Le 29 juin 2017
de 14h30 à 15h00
Le Patio (université de Strasbourg)
22 rue René Descartes, 67000 Strasbourg
salle 3206
Séance précomposée - Spectralism on the Margins: Spectral Ideas and Intercultural Influence
Pré-acte / Acte
Auteur : Robert Sholl
Jean Louis Florentz (1947-2004) was in Messiaen’s class of 1971-72 (with Grisey, Murail and Levinas). After Messiaen’s class, he forged a different path from his fellows, recording musical sources in Africa and the Middle East. But it was from Ethiopian liturgical music that Florentz created his own unique style of spectral thought. This paper first shows how Florentz derives his system of 31 pentaphonic modes from Ethiopian music with reference to the natural resonance of the harmonic spectrum.

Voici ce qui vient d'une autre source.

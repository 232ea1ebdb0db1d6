//! User-facing diagnostics.
//!
//! The checker never stops at the first problem: every error and warning
//! is collected in [`Diagnostics`] and checking carries on with an invalid
//! operand or type in place of the broken one. The driver decides what to
//! do with the collection afterwards.

mod builder;
mod span;

pub use self::builder::DiagnosticBuilder;
pub use self::span::Span;

use std::fmt;

use crate::ast::{FileId, Program, TokenPos};

#[derive(Clone, Copy, Debug, Eq, PartialEq)]
pub enum Level {
    ICE,
    Error,
    Warning,
    Help,
    Info,
    Note,
}

impl fmt::Display for Level {
    fn fmt(&self, f: &mut fmt::Formatter<'_>) -> fmt::Result {
        let res = match self {
            Level::ICE => "internal compiler error",
            Level::Error => "error",
            Level::Warning => "warning",
            Level::Help => "help",
            Level::Info => "info",
            Level::Note => "note",
        };

        f.write_str(res)
    }
}

/// Source text of one file, for rendering snippets.
pub struct DiagnosticsContext<'src> {
    source: &'src str,
    origin: Option<String>,
    color: bool,
}

impl<'src> DiagnosticsContext<'src> {
    pub fn new(source: &'src str, origin: Option<String>) -> Self {
        Self {
            source,
            origin,
            color: true,
        }
    }

    pub fn without_color(mut self) -> Self {
        self.color = false;
        self
    }

    pub fn build(&self, level: Level, message: impl ToString) -> DiagnosticBuilder<'_, 'src> {
        DiagnosticBuilder::new(message.to_string(), level, self)
    }

    pub fn build_span(&self, level: Level, span: Span, message: impl ToString) -> DiagnosticBuilder<'_, 'src> {
        self.build(level, message).span_label(span, "")
    }
}

/// A secondary position attached to a diagnostic, such as the other
/// declaration of a redeclared name.
#[derive(Clone, Debug, PartialEq)]
pub struct Note {
    pub path: String,
    pub pos: TokenPos,
    pub message: String,
}

#[derive(Clone, Debug, PartialEq)]
pub struct Diagnostic {
    pub level: Level,
    pub path: String,
    pub pos: TokenPos,
    pub message: String,
    pub notes: Vec<Note>,
}

impl fmt::Display for Diagnostic {
    fn fmt(&self, f: &mut fmt::Formatter<'_>) -> fmt::Result {
        write!(f, "{}({}:{}) {}", self.path, self.pos.line, self.pos.column, self.message)?;

        for note in &self.notes {
            write!(
                f,
                "\n\t{} at {}({}:{})",
                note.message, note.path, note.pos.line, note.pos.column
            )?;
        }

        Ok(())
    }
}

#[derive(Clone, Debug, Default)]
pub struct Diagnostics {
    paths: Vec<String>,
    list: Vec<Diagnostic>,
    error_count: usize,
    warning_count: usize,
}

impl Diagnostics {
    /// `paths[i]` is the full path of the file with id `i`.
    pub fn new(paths: Vec<String>) -> Self {
        Self {
            paths,
            ..Self::default()
        }
    }

    pub fn path(&self, file: FileId) -> &str {
        self.paths.get(file.index()).map_or("", String::as_str)
    }

    fn push(&mut self, level: Level, pos: TokenPos, message: String, notes: Vec<(TokenPos, String)>) {
        match level {
            Level::ICE | Level::Error => self.error_count += 1,
            Level::Warning => self.warning_count += 1,
            _ => {},
        }

        let notes = notes
            .into_iter()
            .map(|(pos, message)| Note {
                path: self.path(pos.file).to_owned(),
                pos,
                message,
            })
            .collect();

        let diagnostic = Diagnostic {
            level,
            path: self.path(pos.file).to_owned(),
            pos,
            message,
            notes,
        };

        odin_log::debug!("{}", diagnostic);
        self.list.push(diagnostic);
    }

    pub fn error(&mut self, pos: TokenPos, message: impl ToString) {
        self.push(Level::Error, pos, message.to_string(), Vec::new());
    }

    pub fn error_with_note(&mut self, pos: TokenPos, message: impl ToString, other: TokenPos, note: impl ToString) {
        self.push(
            Level::Error,
            pos,
            message.to_string(),
            vec![(other, note.to_string())],
        );
    }

    /// An error followed by several notes, such as the edges of a
    /// declaration cycle.
    pub fn error_with_notes(&mut self, pos: TokenPos, message: impl ToString, notes: Vec<(TokenPos, String)>) {
        self.push(Level::Error, pos, message.to_string(), notes);
    }

    pub fn warning(&mut self, pos: TokenPos, message: impl ToString) {
        self.push(Level::Warning, pos, message.to_string(), Vec::new());
    }

    pub fn error_count(&self) -> usize {
        self.error_count
    }

    pub fn warning_count(&self) -> usize {
        self.warning_count
    }

    pub fn iter(&self) -> impl Iterator<Item = &Diagnostic> {
        self.list.iter()
    }

    pub fn errors(&self) -> impl Iterator<Item = &Diagnostic> {
        self.list.iter().filter(|d| d.level == Level::Error)
    }

    /// Prints every diagnostic to stderr, with a source snippet for files
    /// whose text is available.
    pub fn emit_all(&self, program: &Program) {
        for diagnostic in &self.list {
            let source = program.file(diagnostic.pos.file).and_then(|f| f.source.as_deref());

            let source = match source {
                Some(source) => source,
                None => {
                    eprintln!("{}", diagnostic);
                    continue;
                },
            };

            let ctx = DiagnosticsContext::new(source, Some(diagnostic.path.clone()));
            let mut builder = ctx.build_span(diagnostic.level, Span::at(&diagnostic.pos), "");
            for note in &diagnostic.notes {
                builder = if note.pos.file == diagnostic.pos.file {
                    builder.note_label(Span::at(&note.pos), &note.message)
                } else {
                    builder.note(format!(
                        "{} at {}({}:{})",
                        note.message, note.path, note.pos.line, note.pos.column
                    ))
                };
            }

            eprintln!("{}", diagnostic);
            builder.emit();
        }
    }
}

#[cfg(test)]
mod tests {
    use super::*;

    fn pos(line: u32, column: u32, offset: usize) -> TokenPos {
        TokenPos::new(FileId::new(0), line, column, offset)
    }

    #[test]
    fn counts_and_format() {
        let mut diags = Diagnostics::new(vec!["main.odin".to_owned()]);
        diags.error_with_note(
            pos(3, 1, 20),
            "Redeclaration of `x` in this scope",
            pos(1, 1, 0),
            "other declaration",
        );
        diags.warning(pos(4, 2, 30), "Unused variable `y`");

        assert_eq!(diags.error_count(), 1);
        assert_eq!(diags.warning_count(), 1);

        let first = diags.iter().next().unwrap().to_string();
        assert_eq!(
            first,
            "main.odin(3:1) Redeclaration of `x` in this scope\n\tother declaration at main.odin(1:1)"
        );
    }

    #[test]
    fn snippet_rendering() {
        let source = "x := 1\nx := 2\n";
        let ctx = DiagnosticsContext::new(source, Some("main.odin".to_owned())).without_color();
        let res = ctx
            .build_span(Level::Error, Span::new(7, 1), "Redeclaration of `x` in this scope")
            .note_label(Span::new(0, 1), "other declaration")
            .note("declarations in one scope must have distinct names")
            .render();

        assert!(res.contains("Redeclaration of `x` in this scope"));
        assert!(res.contains("main.odin"));
        assert!(res.contains("other declaration"));
    }

    #[test]
    fn out_of_range_spans_do_not_panic() {
        let ctx = DiagnosticsContext::new("ab", None).without_color();
        let res = ctx.build_span(Level::Warning, Span::new(10, 3), "far away").render();
        assert!(res.contains("far away"));
    }
}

In his unpublished treatise Hospitalité des mémoires (1995), Florentz describes his modes as forms of “musical hospitality”, a “mask, through which I can envisage a first “contact” with the other mode … and of which the transcription in our occidental notation [solfège] gives the sensibility of the same face”. Florentz, I argue, makes a “contact” with spectralism through sonographic representations and analysis of sound spectra (in his Magniciat op. 3) and through his use of harmonics. I reveal how he used the organ as a machine to inculcate fantasy harmonics in Laudes Op. 5 (1985), and analyze Chant des Fleurs (Laudes IV) to ask how these hold “the depth, diversity and even the disparity” of the ‘globalized’ sources of Florentz’s conception together.